§ Stored data:
┄┄┄┄┄┄┄┄┄┄

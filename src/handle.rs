//! Owned handle to an open virtual interface device
//!
//! A [`DeviceHandle`] exclusively owns one open TUN/TAP file descriptor.
//! Closing is idempotent and irreversible; the descriptor is released on
//! drop if the owner never closed it explicitly.

use crate::error::{IfaceError, Result};
use crate::name::InterfaceName;
use bytes::Bytes;
use libc::c_void;
use std::fmt;
use std::io;
use std::os::fd::{FromRawFd, OwnedFd};
use std::os::unix::io::{AsRawFd, RawFd};

/// Length of the info header the kernel prepends to every packet when
/// packet-info framing is enabled (flags + EtherType)
const PACKET_INFO_LEN: usize = 4;

/// Kind of virtual interface
#[derive(Debug, Clone, Copy, PartialEq, Eq)]
pub enum InterfaceKind {
    /// Layer-3 device exchanging raw IP packets
    Tun,
    /// Layer-2 device exchanging raw Ethernet frames
    Tap,
}

impl fmt::Display for InterfaceKind {
    fn fmt(&self, f: &mut fmt::Formatter<'_>) -> fmt::Result {
        match self {
            InterfaceKind::Tun => f.write_str("TUN"),
            InterfaceKind::Tap => f.write_str("TAP"),
        }
    }
}

/// An open virtual interface device handle
pub struct DeviceHandle {
    fd: RawFd,
    kind: InterfaceKind,
    name: InterfaceName,
    packet_info: bool,
    closed: bool,
}

impl DeviceHandle {
    pub(crate) fn new(
        fd: RawFd,
        kind: InterfaceKind,
        name: InterfaceName,
        packet_info: bool,
    ) -> Self {
        Self {
            fd,
            kind,
            name,
            packet_info,
            closed: false,
        }
    }

    /// Get the negotiated interface name
    pub fn name(&self) -> &InterfaceName {
        &self.name
    }

    /// Get the interface kind
    pub fn kind(&self) -> InterfaceKind {
        self.kind
    }

    /// Check whether the handle has been closed
    pub fn is_closed(&self) -> bool {
        self.closed
    }

    /// Release the OS resource. Safe to call more than once; the second
    /// and later calls are no-ops.
    pub fn close(&mut self) {
        if !self.closed {
            unsafe {
                libc::close(self.fd);
            }
            self.closed = true;
            log::debug!("Closed {} device {}", self.kind, self.name);
        }
    }

    /// Read one packet from the device. Blocks until a packet is
    /// available unless the handle was switched to non-blocking mode.
    ///
    /// With packet-info framing enabled the returned bytes include the
    /// kernel's 4-byte info header; the read buffer is sized so a
    /// full-MTU packet is never truncated by the header.
    pub fn read_packet(&self, mtu: u16) -> Result<Bytes> {
        self.ensure_open()?;
        let header = if self.packet_info { PACKET_INFO_LEN } else { 0 };
        let mut buffer = vec![0u8; mtu as usize + header];

        let bytes_read =
            unsafe { libc::read(self.fd, buffer.as_mut_ptr() as *mut c_void, buffer.len()) };
        if bytes_read < 0 {
            return Err(IfaceError::Io(io::Error::last_os_error()));
        }

        buffer.truncate(bytes_read as usize);
        Ok(Bytes::from(buffer))
    }

    /// Write one packet to the device
    pub fn write_packet(&self, packet: &[u8]) -> Result<()> {
        self.ensure_open()?;

        let bytes_written =
            unsafe { libc::write(self.fd, packet.as_ptr() as *const c_void, packet.len()) };
        if bytes_written < 0 {
            return Err(IfaceError::Io(io::Error::last_os_error()));
        }
        if bytes_written != packet.len() as isize {
            return Err(IfaceError::Io(io::Error::new(
                io::ErrorKind::WriteZero,
                format!(
                    "incomplete write to {}: {bytes_written} of {} bytes",
                    self.name,
                    packet.len()
                ),
            )));
        }

        Ok(())
    }

    /// Duplicate the descriptor, e.g. for a packet-processing loop that
    /// must not hold the owning record's guard
    pub fn try_clone_fd(&self) -> Result<OwnedFd> {
        self.ensure_open()?;

        let fd = unsafe { libc::dup(self.fd) };
        if fd < 0 {
            return Err(IfaceError::Io(io::Error::last_os_error()));
        }
        Ok(unsafe { OwnedFd::from_raw_fd(fd) })
    }

    /// Switch the descriptor to non-blocking mode
    pub fn set_nonblocking(&self) -> Result<()> {
        self.ensure_open()?;

        let flags = unsafe { libc::fcntl(self.fd, libc::F_GETFL) };
        if flags < 0 {
            return Err(IfaceError::Io(io::Error::last_os_error()));
        }
        let result = unsafe { libc::fcntl(self.fd, libc::F_SETFL, flags | libc::O_NONBLOCK) };
        if result < 0 {
            return Err(IfaceError::Io(io::Error::last_os_error()));
        }

        Ok(())
    }

    fn ensure_open(&self) -> Result<()> {
        if self.closed {
            return Err(IfaceError::Io(io::Error::new(
                io::ErrorKind::NotConnected,
                format!("device handle for {} is closed", self.name),
            )));
        }
        Ok(())
    }
}

impl AsRawFd for DeviceHandle {
    fn as_raw_fd(&self) -> RawFd {
        self.fd
    }
}

impl Drop for DeviceHandle {
    fn drop(&mut self) {
        self.close();
    }
}

impl fmt::Debug for DeviceHandle {
    fn fmt(&self, f: &mut fmt::Formatter<'_>) -> fmt::Result {
        f.debug_struct("DeviceHandle")
            .field("fd", &self.fd)
            .field("kind", &self.kind)
            .field("name", &self.name)
            .field("closed", &self.closed)
            .finish()
    }
}
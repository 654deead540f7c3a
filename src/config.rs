//! Configuration module for the virtual interface manager
//!
//! This module provides TOML-based configuration parsing and validation.

use crate::error::{IfaceError, Result};
use serde::{Deserialize, Serialize};
use std::fs;
use std::path::Path;
use std::str::FromStr;

/// Device node configuration
#[derive(Debug, Clone, Serialize, Deserialize)]
pub struct DeviceConfig {
    /// Path to the TUN/TAP clone device node
    #[serde(default = "default_device_path")]
    pub device_path: String,
    /// Whether the kernel should prepend packet-info framing to each packet
    #[serde(default)]
    pub packet_info: bool,
    /// MTU value used for packet read buffers
    #[serde(default = "default_mtu")]
    pub mtu: u16,
}

impl Default for DeviceConfig {
    fn default() -> Self {
        Self {
            device_path: default_device_path(),
            packet_info: false,
            mtu: default_mtu(),
        }
    }
}

/// Lifecycle manager configuration
#[derive(Debug, Clone, Serialize, Deserialize)]
pub struct ManagerConfig {
    /// Whether bring-up/bring-down apply the administrative link state
    /// through the system `ip` tool, or only track the transition
    #[serde(default = "default_true")]
    pub apply_link_state: bool,
}

impl Default for ManagerConfig {
    fn default() -> Self {
        Self {
            apply_link_state: true,
        }
    }
}

/// Logging configuration
#[derive(Debug, Clone, Serialize, Deserialize)]
pub struct LoggingConfig {
    /// Log level
    #[serde(default = "default_log_level")]
    pub level: String,
}

impl Default for LoggingConfig {
    fn default() -> Self {
        Self {
            level: "info".to_string(),
        }
    }
}

/// Main configuration structure
#[derive(Debug, Clone, Default, Serialize, Deserialize)]
pub struct Config {
    /// Device node configuration
    #[serde(default)]
    pub device: DeviceConfig,
    /// Lifecycle manager configuration
    #[serde(default)]
    pub manager: ManagerConfig,
    /// Logging configuration
    #[serde(default)]
    pub logging: LoggingConfig,
}

impl Config {
    /// Load configuration from a TOML file
    pub fn from_file<P: AsRef<Path>>(path: P) -> Result<Self> {
        let contents = fs::read_to_string(path)
            .map_err(|e| IfaceError::Config(format!("Failed to read config file: {e}")))?;

        <Self as FromStr>::from_str(&contents)
    }

    /// Convert configuration to TOML string
    pub fn to_toml(&self) -> Result<String> {
        toml::to_string_pretty(self)
            .map_err(|e| IfaceError::Config(format!("Failed to serialize config: {e}")))
    }

    /// Validate the configuration
    pub fn validate(&self) -> Result<()> {
        if self.device.device_path.is_empty() {
            return Err(IfaceError::Config(
                "Device node path cannot be empty".to_string(),
            ));
        }

        if self.device.mtu < 576 || self.device.mtu > 9000 {
            return Err(IfaceError::Config(
                "MTU must be between 576 and 9000".to_string(),
            ));
        }

        Ok(())
    }
}

impl FromStr for Config {
    type Err = IfaceError;

    fn from_str(content: &str) -> Result<Self> {
        let config: Config = toml::from_str(content)?;
        config.validate()?;
        Ok(config)
    }
}

// Default value functions for serde
fn default_true() -> bool {
    true
}

fn default_device_path() -> String {
    "/dev/net/tun".to_string()
}

fn default_mtu() -> u16 {
    1500
}

fn default_log_level() -> String {
    "info".to_string()
}
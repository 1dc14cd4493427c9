use thiserror::Error;

/// Failures of the thrust stand acquisition path.
///
/// Malformed serial lines are not errors; they are dropped where they are read.
#[derive(Error, Debug)]
pub enum StandError {
    /// Low-level read/write failure on the transport.
    #[error("IO error: {0}")]
    Io(#[from] std::io::Error),

    /// Opening or configuring the serial port failed.
    #[error("Serial port error: {0}")]
    Serial(#[from] serialport::Error),

    /// The transport reached end-of-stream; the stand is unplugged or powered off.
    #[error("Transport disconnected")]
    Disconnected,

    #[error("CSV export failed: {0}")]
    Export(#[from] csv::Error),

    #[error("Capture thread panicked")]
    CapturePanicked,
}
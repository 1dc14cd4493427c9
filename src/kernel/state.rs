use rand::Rng;
use serde::{Deserialize, Serialize};

use super::channel::Channel;
use super::history::{HistoryBuffer, MAX_LENGTH};

const ALTITUDE_RANGE: (f64, f64) = (0.0, 1000.0);
const SPEED_RANGE: (f64, f64) = (0.0, 300.0);
const DRIFT_RANGE: (f64, f64) = (-10.0, 10.0);
const GYRO_RANGE: (f64, f64) = (-180.0, 180.0);
const PRESSURE_RANGE: (f64, f64) = (900.0, 1100.0);

/// Latest value of every channel, for tabular display.
#[derive(Debug, Clone, Copy, Default, PartialEq, Serialize, Deserialize)]
pub struct TelemetrySnapshot {
    pub accel_x: f64,
    pub accel_y: f64,
    pub accel_z: f64,
    pub gyro_yaw: f64,
    pub gyro_pitch: f64,
    pub gyro_roll: f64,
    pub pressure: f64,
    pub speed: f64,
    pub timestamp: f64,
    pub altitude: f64,
}

impl TelemetrySnapshot {
    pub fn value(&self, channel: Channel) -> f64 {
        match channel {
            Channel::AccelX => self.accel_x,
            Channel::AccelY => self.accel_y,
            Channel::AccelZ => self.accel_z,
            Channel::GyroYaw => self.gyro_yaw,
            Channel::GyroPitch => self.gyro_pitch,
            Channel::GyroRoll => self.gyro_roll,
            Channel::Pressure => self.pressure,
            Channel::Speed => self.speed,
            Channel::Timestamp => self.timestamp,
        }
    }
}

/// Owns every channel history of the simulated flight.
///
/// The only ways to mutate it are [`TelemetryState::tick`] and
/// [`TelemetryState::reset_all`]; both take `&mut self`, so a reset can never
/// interleave with a half-applied tick.
#[derive(Debug, Clone)]
pub struct TelemetryState {
    channels: [HistoryBuffer<f64>; Channel::COUNT],
    altitude: f64,
}

impl Default for TelemetryState {
    fn default() -> Self {
        Self::new()
    }
}

impl TelemetryState {
    pub fn new() -> Self {
        Self::with_history_len(MAX_LENGTH)
    }

    pub fn with_history_len(history_len: usize) -> Self {
        Self {
            channels: std::array::from_fn(|_| HistoryBuffer::with_capacity(history_len)),
            altitude: 0.0,
        }
    }

    pub fn buffer(&self, channel: Channel) -> &HistoryBuffer<f64> {
        &self.channels[channel.index()]
    }

    pub fn altitude(&self) -> f64 {
        self.altitude
    }

    /// Latest sample of `channel`, or 0 when the channel has no history yet.
    pub fn latest(&self, channel: Channel) -> f64 {
        self.buffer(channel).last().unwrap_or(0.0)
    }

    fn append(&mut self, channel: Channel, value: f64) {
        self.channels[channel.index()].append(value);
    }

    /// Clears every channel and reseeds it with a single zero sample.
    pub fn reset_all(&mut self) {
        for buffer in self.channels.iter_mut() {
            buffer.clear();
        }
        self.altitude = 0.0;

        for channel in Channel::ALL {
            self.append(channel, 0.0);
        }
    }

    /// One generation step of the simulated flight.
    pub fn tick<R: Rng + ?Sized>(&mut self, clock: f64, rng: &mut R) {
        self.append(Channel::Timestamp, clock);

        self.altitude = uniform(rng, ALTITUDE_RANGE);
        self.append(Channel::Speed, uniform(rng, SPEED_RANGE));

        // X and Z travel as a random walk from the previous position.
        for channel in [Channel::AccelX, Channel::AccelZ] {
            let next = match self.buffer(channel).last() {
                None => 0.0,
                Some(previous) => previous + uniform(rng, DRIFT_RANGE),
            };
            self.append(channel, next);
        }

        let vertical = if self.buffer(Channel::AccelY).is_empty() {
            0.0
        } else {
            self.altitude
        };
        self.append(Channel::AccelY, vertical);

        for channel in [Channel::GyroYaw, Channel::GyroPitch, Channel::GyroRoll] {
            self.append(channel, uniform(rng, GYRO_RANGE));
        }

        self.append(Channel::Pressure, uniform(rng, PRESSURE_RANGE));
    }

    pub fn snapshot(&self) -> TelemetrySnapshot {
        TelemetrySnapshot {
            accel_x: self.latest(Channel::AccelX),
            accel_y: self.latest(Channel::AccelY),
            accel_z: self.latest(Channel::AccelZ),
            gyro_yaw: self.latest(Channel::GyroYaw),
            gyro_pitch: self.latest(Channel::GyroPitch),
            gyro_roll: self.latest(Channel::GyroRoll),
            pressure: self.latest(Channel::Pressure),
            speed: self.latest(Channel::Speed),
            timestamp: self.latest(Channel::Timestamp),
            altitude: self.altitude,
        }
    }
}

fn uniform<R: Rng + ?Sized>(rng: &mut R, (low, high): (f64, f64)) -> f64 {
    rng.random_range(low..=high)
}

┄┄┄┄┄┄┄┄┄┄

§ INSTRUCTIONS FOR THE TASK:
Wherever a line holds the word "match", copy that line out of the entries above.

§ RESPONSE AREA:
        match self {
        match channel {
            let next = match self.buffer(channel).last() {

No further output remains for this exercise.